I should say that when you have the door closed for the 5 seconds, the child will whine or cry. I did this for about a week and now I just tell him goodnight and he stays in bed and eventually falls asleep, usually within 10 minutes. My son can get himself so worked up from crying that he throws up so I knew a cry it out method would not only be heartbreaking but have also create a huge mess. I also think leaving the door open and him hearing activity in the house calms him because he knows that he's not alone.

Tracy said...

Hi Melissa -
I have always asked God's direction for parenting each of our children. My son Zachary has always wanted me to lay with him until he fell asleep. I wasn't sure, but prayed earnestly and asked God's advice.
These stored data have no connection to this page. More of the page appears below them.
mod common;

use common::*;
use core_events::{KeyCode, KeyModifiers};
use core_state::Mode;
use core_text::Position;
use pretty_assertions::assert_eq;

#[test]
fn paste_with_newline_splits_rows() {
    let mut s = session("helloworld");
    type_keys(&mut s, "lllll");
    assert_eq!(s.cursor(), Position::new(0, 5));
    type_keys(&mut s, "i");
    assert_eq!(s.mode(), Mode::Edit);
    paste(&mut s, "a\nb");
    assert_eq!(s.lines(), vec!["helloa", "bworld"]);
    assert_eq!(s.document().text(), "helloa\nbworld");
    assert_eq!(s.cursor(), Position::new(1, 1));
}

#[test]
fn paste_expands_tabs() {
    let mut s = session("x");
    type_keys(&mut s, "i");
    paste(&mut s, "a\tb");
    assert_eq!(s.lines(), vec!["a    bx"]);
    assert_eq!(s.cursor(), Position::new(0, 6));
}

#[test]
fn paste_with_several_newlines() {
    let mut s = session_with("xy", 2, 10);
    type_keys(&mut s, "li");
    paste(&mut s, "1\n\n2\n3");
    assert_eq!(s.lines(), vec!["x1", "", "2", "3y"]);
    assert_eq!(s.cursor(), Position::new(3, 1));
}

#[test]
fn word_forward_lands_after_spaces() {
    let mut s = session("hello world foo");
    type_keys(&mut s, "w");
    assert_eq!(s.cursor().column, 6);
    type_keys(&mut s, "w");
    assert_eq!(s.cursor().column, 12);
    type_keys(&mut s, "w");
    assert_eq!(s.cursor().column, 15);
    type_keys(&mut s, "b");
    assert_eq!(s.cursor().column, 12);
}

#[test]
fn backspace_at_row_start_merges_rows() {
    let mut s = session("abc\ndef");
    type_keys(&mut s, "ji");
    assert_eq!(s.cursor(), Position::new(1, 0));
    press(&mut s, KeyCode::Backspace);
    assert_eq!(s.lines(), vec!["abcdef"]);
    assert_eq!(s.cursor(), Position::new(0, 3));
}

#[test]
fn backspace_at_document_start_is_noop() {
    let mut s = session("abc");
    type_keys(&mut s, "i");
    let r = press(&mut s, KeyCode::Backspace);
    assert!(!r.modified);
    assert_eq!(s.lines(), vec!["abc"]);
    assert!(!s.is_dirty());
}

#[test]
fn typing_in_edit_mode_and_escaping() {
    let mut s = session("");
    type_keys(&mut s, "i");
    type_keys(&mut s, "# Title");
    press(&mut s, KeyCode::Enter);
    type_keys(&mut s, "body jk");
    press(&mut s, KeyCode::Esc);
    assert_eq!(s.mode(), Mode::Navigation);
    assert_eq!(s.lines(), vec!["# Title", "body jk"]);
    assert!(s.is_dirty());
    let snap = s.snapshot();
    assert_eq!(snap.rows[0].heading, Some(1));
    assert_eq!(snap.rows[1].heading, None);
    // Navigation again: `k` moves up instead of inserting.
    type_keys(&mut s, "k");
    assert_eq!(s.cursor(), Position::new(0, 7));
}

#[test]
fn tab_inserts_four_spaces() {
    let mut s = session("x");
    type_keys(&mut s, "i");
    press(&mut s, KeyCode::Tab);
    assert_eq!(s.lines(), vec!["    x"]);
    assert_eq!(s.cursor(), Position::new(0, 4));
}

#[test]
fn shift_enter_inserts_newline() {
    let mut s = session("ab");
    type_keys(&mut s, "li");
    press_mod(&mut s, KeyCode::Enter, KeyModifiers::SHIFT);
    assert_eq!(s.lines(), vec!["a", "b"]);
}

#[test]
fn preferred_column_survives_short_rows() {
    let mut s = session("abcdefgh\nab\n\nabcdefghij");
    type_keys(&mut s, "llllll");
    assert_eq!(s.cursor(), Position::new(0, 6));
    type_keys(&mut s, "j");
    assert_eq!(s.cursor(), Position::new(1, 2));
    type_keys(&mut s, "j");
    assert_eq!(s.cursor(), Position::new(2, 0));
    type_keys(&mut s, "j");
    assert_eq!(s.cursor(), Position::new(3, 6));
    // A blocked horizontal move keeps the remembered column.
    type_keys(&mut s, "kk");
    assert_eq!(s.cursor(), Position::new(1, 2));
    type_keys(&mut s, "l");
    assert_eq!(s.cursor(), Position::new(1, 2));
    assert_eq!(s.preferred_column(), 6);
    type_keys(&mut s, "k");
    assert_eq!(s.cursor(), Position::new(0, 6));
}

#[test]
fn arrows_move_in_both_modes() {
    let mut s = session("ab\ncd");
    press(&mut s, KeyCode::Right);
    press(&mut s, KeyCode::Down);
    assert_eq!(s.cursor(), Position::new(1, 1));
    type_keys(&mut s, "i");
    press(&mut s, KeyCode::Left);
    press(&mut s, KeyCode::Up);
    assert_eq!(s.cursor(), Position::new(0, 0));
    assert_eq!(s.mode(), Mode::Edit);
}

#[test]
fn first_last_row_and_row_edges() {
    let mut s = session("one\ntwo\nthree");
    type_keys(&mut s, "G");
    assert_eq!(s.cursor().row, 2);
    type_keys(&mut s, "$");
    assert_eq!(s.cursor(), Position::new(2, 5));
    type_keys(&mut s, "gg");
    assert_eq!(s.cursor(), Position::new(0, 3));
    type_keys(&mut s, "0");
    assert_eq!(s.cursor(), Position::new(0, 0));
}

#[test]
fn x_deletes_under_cursor_but_not_at_row_end() {
    let mut s = session("ab\ncd");
    type_keys(&mut s, "x");
    assert_eq!(s.lines(), vec!["b", "cd"]);
    type_keys(&mut s, "$");
    assert_eq!(s.cursor(), Position::new(0, 1));
    let r = feed(&mut s, core_events::InputEvent::Keystroke('x'));
    assert!(!r.modified);
    assert_eq!(s.lines(), vec!["b", "cd"]);
}

#[test]
fn pending_sequences_and_discards() {
    let mut s = session("a\nb\nc");
    type_keys(&mut s, "G");
    type_keys(&mut s, "g");
    assert_eq!(s.pending(), "g");
    assert_eq!(s.snapshot().pending, "g");
    type_keys(&mut s, "x");
    assert_eq!(s.pending(), "");
    assert_eq!(s.lines(), vec!["a", "b", "c"], "discarded sequence executes nothing");
    type_keys(&mut s, "d");
    press(&mut s, KeyCode::Esc);
    assert_eq!(s.pending(), "");
    type_keys(&mut s, "zq");
    assert_eq!(s.cursor(), Position::new(2, 0));
}

#[test]
fn printable_keys_never_insert_in_navigation() {
    let mut s = session("abc");
    type_keys(&mut s, "ZQ@!");
    assert_eq!(s.lines(), vec!["abc"]);
    assert!(!s.is_dirty());
}

#[test]
fn scroll_commands_move_window_and_drag_cursor() {
    let text: Vec<String> = (0..20).map(|i| format!("line {i}")).collect();
    let mut s = session_with(&text.join("\n"), 100, 5);
    type_keys(&mut s, "]]");
    let snap = s.snapshot();
    assert_eq!(snap.scroll_offset, 2);
    assert_eq!(s.cursor().row, 2);
    assert_eq!(snap.rows.first().map(|r| r.index), Some(2));
    assert_eq!(snap.rows.len(), 5);
    type_keys(&mut s, "[[[");
    assert_eq!(s.snapshot().scroll_offset, 0);
    type_keys(&mut s, "G]");
    assert_eq!(s.snapshot().scroll_offset, 15, "clamped to row_count - height");
}

#[test]
fn quit_shortcut() {
    let mut s = session("");
    let r = press_mod(&mut s, KeyCode::Char('q'), KeyModifiers::CTRL);
    assert!(r.quit);
}

#[test]
fn resize_keeps_cursor_visible() {
    let text: Vec<String> = (0..20).map(|i| i.to_string()).collect();
    let mut s = session_with(&text.join("\n"), 100, 20);
    type_keys(&mut s, "G");
    s.resize(4);
    assert_invariants(&s);
    assert_eq!(s.snapshot().scroll_offset, 16);
}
I really felt God say "okay". We have guidelines, he has to be quiet and try to fall asleep. I let him know if he wants to wiggle or giggle - that is fine, but then I will go downstairs. He is now 8 years old, and has matured to the point of me going downstairs after we read and pray. It has always been a special time, and never one that has lasted longer than 15 minutes after reading and prayers. I also loved that God has always guided my steps. And, truly I figure many children share rooms with siblings and find comfort with someone in the room as they fall asleep. My son has his own room and I understood the emotions he felt. I guess I say all this to encourage you to seek God's direction for your sweet boy and to know that God really might be saying it is okay to lay with your little guy. God bless.